- _THE RECORDS_:
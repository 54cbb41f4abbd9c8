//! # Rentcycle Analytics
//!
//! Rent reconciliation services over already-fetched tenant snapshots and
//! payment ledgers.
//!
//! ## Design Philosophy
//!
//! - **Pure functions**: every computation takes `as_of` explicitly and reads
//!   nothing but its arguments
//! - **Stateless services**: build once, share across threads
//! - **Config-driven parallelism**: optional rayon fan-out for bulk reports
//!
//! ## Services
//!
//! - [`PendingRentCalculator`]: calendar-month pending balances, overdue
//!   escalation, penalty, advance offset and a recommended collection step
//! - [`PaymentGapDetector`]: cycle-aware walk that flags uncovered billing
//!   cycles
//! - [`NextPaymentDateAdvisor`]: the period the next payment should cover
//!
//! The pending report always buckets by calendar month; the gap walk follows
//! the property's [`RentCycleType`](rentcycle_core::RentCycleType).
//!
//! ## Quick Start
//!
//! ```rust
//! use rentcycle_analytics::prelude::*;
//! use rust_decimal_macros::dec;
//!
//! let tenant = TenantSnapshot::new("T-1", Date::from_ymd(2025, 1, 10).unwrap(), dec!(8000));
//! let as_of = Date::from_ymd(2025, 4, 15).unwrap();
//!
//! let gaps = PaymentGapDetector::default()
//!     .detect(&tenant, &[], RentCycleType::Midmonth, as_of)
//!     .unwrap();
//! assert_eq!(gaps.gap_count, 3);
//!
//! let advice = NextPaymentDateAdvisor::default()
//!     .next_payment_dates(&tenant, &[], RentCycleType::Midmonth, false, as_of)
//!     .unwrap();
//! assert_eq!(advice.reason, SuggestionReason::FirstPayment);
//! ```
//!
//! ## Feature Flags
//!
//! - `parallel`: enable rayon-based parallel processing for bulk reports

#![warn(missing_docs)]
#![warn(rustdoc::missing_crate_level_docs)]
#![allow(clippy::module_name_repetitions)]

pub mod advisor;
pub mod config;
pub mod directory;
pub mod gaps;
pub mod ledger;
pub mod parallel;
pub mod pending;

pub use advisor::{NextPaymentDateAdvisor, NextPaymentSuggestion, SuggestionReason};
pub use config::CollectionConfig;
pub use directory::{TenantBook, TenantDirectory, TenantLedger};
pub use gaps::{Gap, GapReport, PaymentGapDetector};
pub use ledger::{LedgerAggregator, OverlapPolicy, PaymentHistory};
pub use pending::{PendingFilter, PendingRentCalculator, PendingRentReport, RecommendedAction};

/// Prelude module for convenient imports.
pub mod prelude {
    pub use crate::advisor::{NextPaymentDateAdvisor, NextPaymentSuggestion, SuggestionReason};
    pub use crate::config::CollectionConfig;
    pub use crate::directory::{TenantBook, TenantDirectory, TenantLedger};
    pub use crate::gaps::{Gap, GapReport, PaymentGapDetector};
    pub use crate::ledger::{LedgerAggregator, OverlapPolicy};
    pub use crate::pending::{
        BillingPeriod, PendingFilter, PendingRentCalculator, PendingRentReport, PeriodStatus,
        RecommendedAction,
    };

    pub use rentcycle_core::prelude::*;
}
--
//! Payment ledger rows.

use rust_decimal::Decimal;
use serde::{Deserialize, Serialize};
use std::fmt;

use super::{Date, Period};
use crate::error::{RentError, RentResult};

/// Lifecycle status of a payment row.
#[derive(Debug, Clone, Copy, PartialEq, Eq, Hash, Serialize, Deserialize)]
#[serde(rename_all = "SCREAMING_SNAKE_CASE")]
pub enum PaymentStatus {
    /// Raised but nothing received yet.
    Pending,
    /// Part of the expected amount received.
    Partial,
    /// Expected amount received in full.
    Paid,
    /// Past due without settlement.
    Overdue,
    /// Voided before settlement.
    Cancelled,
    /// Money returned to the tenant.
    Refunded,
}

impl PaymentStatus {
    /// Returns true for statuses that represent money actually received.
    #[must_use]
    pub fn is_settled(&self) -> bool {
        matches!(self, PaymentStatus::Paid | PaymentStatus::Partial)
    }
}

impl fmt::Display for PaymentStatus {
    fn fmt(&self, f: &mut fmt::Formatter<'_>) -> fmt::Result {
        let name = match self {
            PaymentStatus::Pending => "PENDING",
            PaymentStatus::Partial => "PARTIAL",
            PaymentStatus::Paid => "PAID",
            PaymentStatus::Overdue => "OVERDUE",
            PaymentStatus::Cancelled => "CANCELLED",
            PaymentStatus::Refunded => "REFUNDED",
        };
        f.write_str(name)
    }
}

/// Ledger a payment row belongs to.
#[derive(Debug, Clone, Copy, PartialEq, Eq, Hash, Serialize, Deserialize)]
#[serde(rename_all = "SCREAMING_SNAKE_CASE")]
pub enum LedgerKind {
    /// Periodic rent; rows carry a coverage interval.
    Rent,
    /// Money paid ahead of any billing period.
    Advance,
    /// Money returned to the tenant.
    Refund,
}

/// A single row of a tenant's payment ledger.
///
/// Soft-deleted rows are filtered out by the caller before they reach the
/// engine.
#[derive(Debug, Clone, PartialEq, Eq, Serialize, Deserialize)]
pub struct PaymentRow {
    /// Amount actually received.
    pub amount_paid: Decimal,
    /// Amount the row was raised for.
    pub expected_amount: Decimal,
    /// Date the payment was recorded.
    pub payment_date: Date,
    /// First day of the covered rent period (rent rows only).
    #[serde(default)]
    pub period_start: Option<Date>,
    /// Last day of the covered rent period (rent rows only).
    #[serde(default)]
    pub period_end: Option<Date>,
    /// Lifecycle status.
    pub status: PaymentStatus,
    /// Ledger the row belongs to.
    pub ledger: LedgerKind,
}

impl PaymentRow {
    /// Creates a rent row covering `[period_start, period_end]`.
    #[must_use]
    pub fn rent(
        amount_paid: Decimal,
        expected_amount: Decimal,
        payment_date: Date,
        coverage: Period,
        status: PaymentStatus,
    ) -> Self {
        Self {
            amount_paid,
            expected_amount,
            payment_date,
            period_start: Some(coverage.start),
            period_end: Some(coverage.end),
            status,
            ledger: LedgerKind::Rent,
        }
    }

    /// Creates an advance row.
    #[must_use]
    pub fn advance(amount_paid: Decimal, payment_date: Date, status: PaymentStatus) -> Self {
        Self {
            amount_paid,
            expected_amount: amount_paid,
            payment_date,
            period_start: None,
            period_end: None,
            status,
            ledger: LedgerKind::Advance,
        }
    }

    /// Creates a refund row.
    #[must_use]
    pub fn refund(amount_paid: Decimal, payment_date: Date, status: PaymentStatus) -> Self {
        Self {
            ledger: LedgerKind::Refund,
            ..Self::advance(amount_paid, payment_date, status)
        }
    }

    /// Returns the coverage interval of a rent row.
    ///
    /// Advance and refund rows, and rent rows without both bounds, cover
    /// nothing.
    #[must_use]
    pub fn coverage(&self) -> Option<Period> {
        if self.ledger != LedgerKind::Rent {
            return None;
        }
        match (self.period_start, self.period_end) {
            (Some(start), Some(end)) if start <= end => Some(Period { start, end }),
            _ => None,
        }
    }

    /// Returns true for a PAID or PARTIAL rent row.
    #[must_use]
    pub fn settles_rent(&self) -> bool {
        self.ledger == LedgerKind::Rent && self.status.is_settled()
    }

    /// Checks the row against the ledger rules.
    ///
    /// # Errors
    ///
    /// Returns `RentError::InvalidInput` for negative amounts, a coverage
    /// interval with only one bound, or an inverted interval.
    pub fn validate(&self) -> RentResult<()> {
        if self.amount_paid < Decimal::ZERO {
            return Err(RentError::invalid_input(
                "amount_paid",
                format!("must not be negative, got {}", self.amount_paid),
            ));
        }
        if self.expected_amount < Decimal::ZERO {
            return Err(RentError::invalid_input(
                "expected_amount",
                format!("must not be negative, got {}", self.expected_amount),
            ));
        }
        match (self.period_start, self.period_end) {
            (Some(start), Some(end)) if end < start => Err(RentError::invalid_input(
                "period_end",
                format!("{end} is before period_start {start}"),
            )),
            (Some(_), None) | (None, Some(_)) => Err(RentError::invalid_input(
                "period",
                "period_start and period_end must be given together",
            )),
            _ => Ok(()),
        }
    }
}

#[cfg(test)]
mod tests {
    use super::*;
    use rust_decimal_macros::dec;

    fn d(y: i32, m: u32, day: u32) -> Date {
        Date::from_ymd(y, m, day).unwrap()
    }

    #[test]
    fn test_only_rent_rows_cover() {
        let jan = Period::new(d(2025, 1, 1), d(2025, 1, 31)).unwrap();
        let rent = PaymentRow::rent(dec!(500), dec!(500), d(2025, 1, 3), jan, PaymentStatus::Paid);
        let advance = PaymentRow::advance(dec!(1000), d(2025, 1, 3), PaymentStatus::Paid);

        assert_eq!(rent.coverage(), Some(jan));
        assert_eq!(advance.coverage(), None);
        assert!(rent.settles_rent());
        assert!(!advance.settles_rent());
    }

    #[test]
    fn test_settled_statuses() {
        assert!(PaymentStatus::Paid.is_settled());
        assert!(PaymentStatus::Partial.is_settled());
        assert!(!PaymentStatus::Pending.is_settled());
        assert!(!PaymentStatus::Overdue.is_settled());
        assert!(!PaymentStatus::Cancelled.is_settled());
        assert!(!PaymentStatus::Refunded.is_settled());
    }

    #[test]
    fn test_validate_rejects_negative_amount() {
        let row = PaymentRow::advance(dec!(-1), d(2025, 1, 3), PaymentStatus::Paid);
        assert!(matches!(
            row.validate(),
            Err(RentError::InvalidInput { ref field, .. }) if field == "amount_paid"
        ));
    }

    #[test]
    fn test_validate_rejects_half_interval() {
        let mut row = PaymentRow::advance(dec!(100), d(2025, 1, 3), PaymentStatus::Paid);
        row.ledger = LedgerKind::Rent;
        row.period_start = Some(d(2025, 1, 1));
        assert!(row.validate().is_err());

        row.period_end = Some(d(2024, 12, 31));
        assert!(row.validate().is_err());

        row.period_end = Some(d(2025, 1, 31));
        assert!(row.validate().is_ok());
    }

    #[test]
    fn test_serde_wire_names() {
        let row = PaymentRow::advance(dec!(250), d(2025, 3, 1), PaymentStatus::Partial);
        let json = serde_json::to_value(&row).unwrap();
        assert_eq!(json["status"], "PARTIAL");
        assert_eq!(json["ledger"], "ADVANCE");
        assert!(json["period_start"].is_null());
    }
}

- _DESCRIPTION OF THE TASK_: Would you print, exactly as written, every line above from the one holding "assert!(PaymentStatus::Paid.is_settled());" through the one holding "let json = serde_json::to_value(&row).unwrap();", with both included and no other lines?

- _ANSWER TO THE EXERCISE_:
        assert!(PaymentStatus::Paid.is_settled());
        assert!(PaymentStatus::Partial.is_settled());
        assert!(!PaymentStatus::Pending.is_settled());
        assert!(!PaymentStatus::Overdue.is_settled());
        assert!(!PaymentStatus::Cancelled.is_settled());
        assert!(!PaymentStatus::Refunded.is_settled());
    }

    #[test]
    fn test_validate_rejects_negative_amount() {
        let row = PaymentRow::advance(dec!(-1), d(2025, 1, 3), PaymentStatus::Paid);
        assert!(matches!(
            row.validate(),
            Err(RentError::InvalidInput { ref field, .. }) if field == "amount_paid"
        ));
    }

    #[test]
    fn test_validate_rejects_half_interval() {
        let mut row = PaymentRow::advance(dec!(100), d(2025, 1, 3), PaymentStatus::Paid);
        row.ledger = LedgerKind::Rent;
        row.period_start = Some(d(2025, 1, 1));
        assert!(row.validate().is_err());

        row.period_end = Some(d(2024, 12, 31));
        assert!(row.validate().is_err());

        row.period_end = Some(d(2025, 1, 31));
        assert!(row.validate().is_ok());
    }

    #[test]
    fn test_serde_wire_names() {
        let row = PaymentRow::advance(dec!(250), d(2025, 3, 1), PaymentStatus::Partial);
        let json = serde_json::to_value(&row).unwrap();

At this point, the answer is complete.